Por Ana Lucia Gondim Bastos
“Por enquanto / há escória de sobra. / O tempo é escasso mãos à obra. / Primeiro / é preciso / transformar a vida, para cantá-la / em seguida. / Para o júbilo / o planeta / está imaturo. / É preciso/ arrancar alegria ao futuro. / Nesta vida / morrer não é difícil. / O difícil / é a vida e seu ofício”*, em 1926, escreveu Maiakovsky em homenagem ao amigo Serguei Issilenin, após seu suicídio.
Saio do espetáculo, Isadora (em cartaz no Auditório do MASP), com a sensação de que o novo trabalho de Elias Andreato em parceria com a atriz e dramaturga Melissa Vettore, é precisamente sobre a vida e seu oficio, sobre tramas e urdiduras que nos envolvem em narrativas a não serem abandonadas, em nome da beleza, do movimento, da arte e da humanidade. Precisamos estar atentos e fortes para não perder a delicadeza em meio a dor das desigualdades, da falta de liberdade e da rigidez responsável pela intolerância às diferenças e às expressões do outro enquanto outro e não enquanto espelho.
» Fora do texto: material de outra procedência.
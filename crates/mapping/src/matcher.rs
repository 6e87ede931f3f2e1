//! Gauss-Newton scan-to-map pose refinement.
//!
//! Minimizes `E(xi) = sum_k (1 - M(S_k(xi)))^2` where `S_k` carries scan point
//! `k` into map coordinates under the pose `xi` and `M` is the bilinearly
//! interpolated occupancy probability.

use crate::cache::InterpCache;
use crate::occupancy::OccGrid;
use crate::scan::ScanContainer;
use nalgebra::{Matrix3, Vector3};
use transforms::{apply, normalize_angle, transform_matrix};
use types::Pose;

/// Angle steps larger than this are clamped; a single Gauss-Newton step must
/// not rotate the estimate out of the map gradient's validity range.
const MAX_ANGLE_STEP: f64 = 0.2;

/// Per-level Gauss-Newton scan matcher. The Hessian and gradient accumulators
/// are reused across scans.
#[derive(Debug, Clone)]
pub struct ScanMatcher {
    hessian: Matrix3<f64>,
    gradient: Vector3<f64>,
}

impl ScanMatcher {
    pub fn new() -> Self {
        Self {
            hessian: Matrix3::zeros(),
            gradient: Vector3::zeros(),
        }
    }

    /// Refine a world-frame pose estimate against one grid level.
    ///
    /// Runs one warm-up iteration plus `max_iterations` Gauss-Newton
    /// iterations. Returns the refined world pose and the final Hessian as
    /// the match covariance (callers invert it if they want a true
    /// covariance). Empty scans return the input pose unchanged.
    pub fn match_data(
        &mut self,
        begin_estimate_world: Pose,
        grid: &OccGrid,
        cache: &mut InterpCache,
        scan: &ScanContainer,
        max_iterations: usize,
    ) -> (Pose, Matrix3<f64>) {
        if scan.is_empty() {
            return (begin_estimate_world, self.hessian);
        }

        let begin_estimate_map = grid.map_coords_pose(begin_estimate_world);
        let mut estimate = Vector3::new(
            begin_estimate_map.x,
            begin_estimate_map.y,
            begin_estimate_map.theta,
        );

        self.estimate_transformation(&mut estimate, grid, cache, scan);
        for _ in 0..max_iterations {
            self.estimate_transformation(&mut estimate, grid, cache, scan);
        }

        estimate.z = normalize_angle(estimate.z);

        let world = grid.world_coords_pose(Pose::new(estimate.x, estimate.y, estimate.z));
        (world, self.hessian)
    }

    /// One Gauss-Newton step. Returns false when the Hessian is degenerate
    /// and the estimate was left untouched.
    fn estimate_transformation(
        &mut self,
        estimate: &mut Vector3<f64>,
        grid: &OccGrid,
        cache: &mut InterpCache,
        scan: &ScanContainer,
    ) -> bool {
        self.accumulate_hessian(*estimate, grid, cache, scan);

        if self.hessian[(0, 0)] == 0.0 || self.hessian[(1, 1)] == 0.0 {
            return false;
        }

        let Some(h_inv) = self.hessian.try_inverse() else {
            return false;
        };

        let mut search_dir = h_inv * self.gradient;
        search_dir.z = search_dir.z.clamp(-MAX_ANGLE_STEP, MAX_ANGLE_STEP);

        *estimate += search_dir;
        true
    }

    /// Accumulate `H = sum J J^T` and `g = sum (1 - M) J` over the scan.
    fn accumulate_hessian(
        &mut self,
        estimate: Vector3<f64>,
        grid: &OccGrid,
        cache: &mut InterpCache,
        scan: &ScanContainer,
    ) {
        let transform = transform_matrix(Pose::new(estimate.x, estimate.y, estimate.z));
        let (sin_rot, cos_rot) = estimate.z.sin_cos();

        self.hessian = Matrix3::zeros();
        self.gradient = Vector3::zeros();

        for point in scan.points() {
            let transformed = apply(&transform, *point);
            let interp = grid.interp_value_with_derivatives(cache, transformed);

            let fun_val = 1.0 - interp.x;
            let d_x = interp.y;
            let d_y = interp.z;

            let rot_deriv = (-sin_rot * point.x - cos_rot * point.y) * d_x
                + (cos_rot * point.x - sin_rot * point.y) * d_y;

            self.gradient.x += d_x * fun_val;
            self.gradient.y += d_y * fun_val;
            self.gradient.z += rot_deriv * fun_val;

            self.hessian[(0, 0)] += d_x * d_x;
            self.hessian[(1, 1)] += d_y * d_y;
            self.hessian[(2, 2)] += rot_deriv * rot_deriv;
            self.hessian[(0, 1)] += d_x * d_y;
            self.hessian[(0, 2)] += d_x * rot_deriv;
            self.hessian[(1, 2)] += d_y * rot_deriv;
        }

        self.hessian[(1, 0)] = self.hessian[(0, 1)];
        self.hessian[(2, 0)] = self.hessian[(0, 2)];
        self.hessian[(2, 1)] = self.hessian[(1, 2)];
    }
}

impl Default for ScanMatcher {
    fn default() -> Self {
        Self::new()
    }
}

#[cfg(test)]
mod tests {
    use super::*;
    use crate::cell::prob_to_log_odds;
    use nalgebra::Vector2;

    /// Vertical wall at x = 20, y in [12, 28], on a 40x40 unit grid.
    fn wall_grid() -> OccGrid {
        let mut grid = OccGrid::new(1.0, [40, 40], [0.0, 0.0]).unwrap();
        for y in 12..=28 {
            let index = grid.index(20, y);
            grid.set_log_odds_by_index(index, prob_to_log_odds(0.99));
        }
        grid
    }

    /// Scan hitting the wall along its height: points at x = 0 in the robot
    /// frame so the optimum places the robot's x on the wall.
    fn wall_scan() -> ScanContainer {
        let mut scan = ScanContainer::new();
        for k in 0..20 {
            scan.add(Vector2::new(0.0, k as f64));
        }
        scan
    }

    #[test]
    fn test_empty_scan_returns_input_pose() {
        let grid = wall_grid();
        let mut cache = InterpCache::new();
        let mut matcher = ScanMatcher::new();

        let prior = Pose::new(3.0, 4.0, 0.5);
        let (pose, _) = matcher.match_data(prior, &grid, &mut cache, &ScanContainer::new(), 5);
        assert_eq!(pose, prior);
    }

    #[test]
    fn test_converges_onto_wall() {
        let grid = wall_grid();
        let mut cache = InterpCache::new();
        let mut matcher = ScanMatcher::new();

        let prior = Pose::new(19.5, 10.0, 0.0);
        let (pose, _) = matcher.match_data(prior, &grid, &mut cache, &wall_scan(), 5);

        assert!(
            (pose.x - 20.0).abs() < 0.05,
            "x should converge onto the wall, got {}",
            pose.x
        );
    }

    #[test]
    fn test_converges_from_both_sides() {
        let grid = wall_grid();
        let mut matcher = ScanMatcher::new();

        let mut cache = InterpCache::new();
        let (from_left, _) =
            matcher.match_data(Pose::new(19.6, 10.0, 0.0), &grid, &mut cache, &wall_scan(), 5);
        let mut cache = InterpCache::new();
        let (from_right, _) =
            matcher.match_data(Pose::new(20.4, 10.0, 0.0), &grid, &mut cache, &wall_scan(), 5);

        assert!((from_left.x - 20.0).abs() < 0.05);
        assert!((from_right.x - 20.0).abs() < 0.05);
    }

    #[test]
    fn test_uniform_map_skips_refinement() {
        // No structure anywhere: the Hessian is all zeros, so every iteration
        // is skipped and the pose comes back unchanged.
        let grid = OccGrid::new(1.0, [40, 40], [0.0, 0.0]).unwrap();
        let mut cache = InterpCache::new();
        let mut matcher = ScanMatcher::new();

        let prior = Pose::new(10.0, 10.0, 0.3);
        let (pose, _) = matcher.match_data(prior, &grid, &mut cache, &wall_scan(), 5);
        assert_eq!(pose.x, prior.x);
        assert_eq!(pose.y, prior.y);
    }

    #[test]
    fn test_exports_hessian_not_inverse() {
        let grid = wall_grid();
        let mut cache = InterpCache::new();
        let mut matcher = ScanMatcher::new();

        let (_, cov) = matcher.match_data(
            Pose::new(19.8, 10.0, 0.0),
            &grid,
            &mut cache,
            &wall_scan(),
            5,
        );
        // H accumulates squared gradients; near the wall those are large,
        // while an inverted covariance would be tiny.
        assert!(cov[(0, 0)] > 0.0);
        assert_eq!(cov[(0, 1)], cov[(1, 0)]);
    }

    #[test]
    fn test_output_angle_is_normalized() {
        let grid = wall_grid();
        let mut cache = InterpCache::new();
        let mut matcher = ScanMatcher::new();

        let prior = Pose::new(19.5, 10.0, 3.0 * std::f64::consts::PI);
        let (pose, _) = matcher.match_data(prior, &grid, &mut cache, &wall_scan(), 5);
        assert!(pose.theta > -std::f64::consts::PI && pose.theta <= std::f64::consts::PI);
    }
}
Isadora Duncan (1877-1927), que teve Serguei como companheiro, contou uma história de muita intimidade com tal dor, mas recebeu de berço o antídoto libertador: o contato com a arte, com a poesia e com a música que inspirou uma nova forma de dançar. Dançava com pés descalços, largas túnicas e movimentos que aprendera com o mar, com o vento e com os pássaros. Amava profundamente, não só sua arte que dizia ser resultado de tal sentimento, mas seus irmãos, seus filhos, seus amigos, alunos e à humanidade de um modo geral. E foi assim que resistiu às perdas precoces e trágicas que costuraram sua narrativa, sem que estancassem seu movimento.
Num espetáculo, desconcertantemente atual, Melissa Vetorre, Daniel Dantas, Roberto Alencar e Patrícia Gasppar, sob a batuta de Elias Andreato e ao som do piano ao vivo de Jonatan Harold, nos emocionam ao nos levar ao encontro daquela mulher que conseguiu apresentar o corpo como instrumento de liberdade e não como mercadoria a ser utilizada, aprisionada ou comercializada. Inspiração necessária para tempos difíceis. “É preciso arrancar alegria ao futuro”!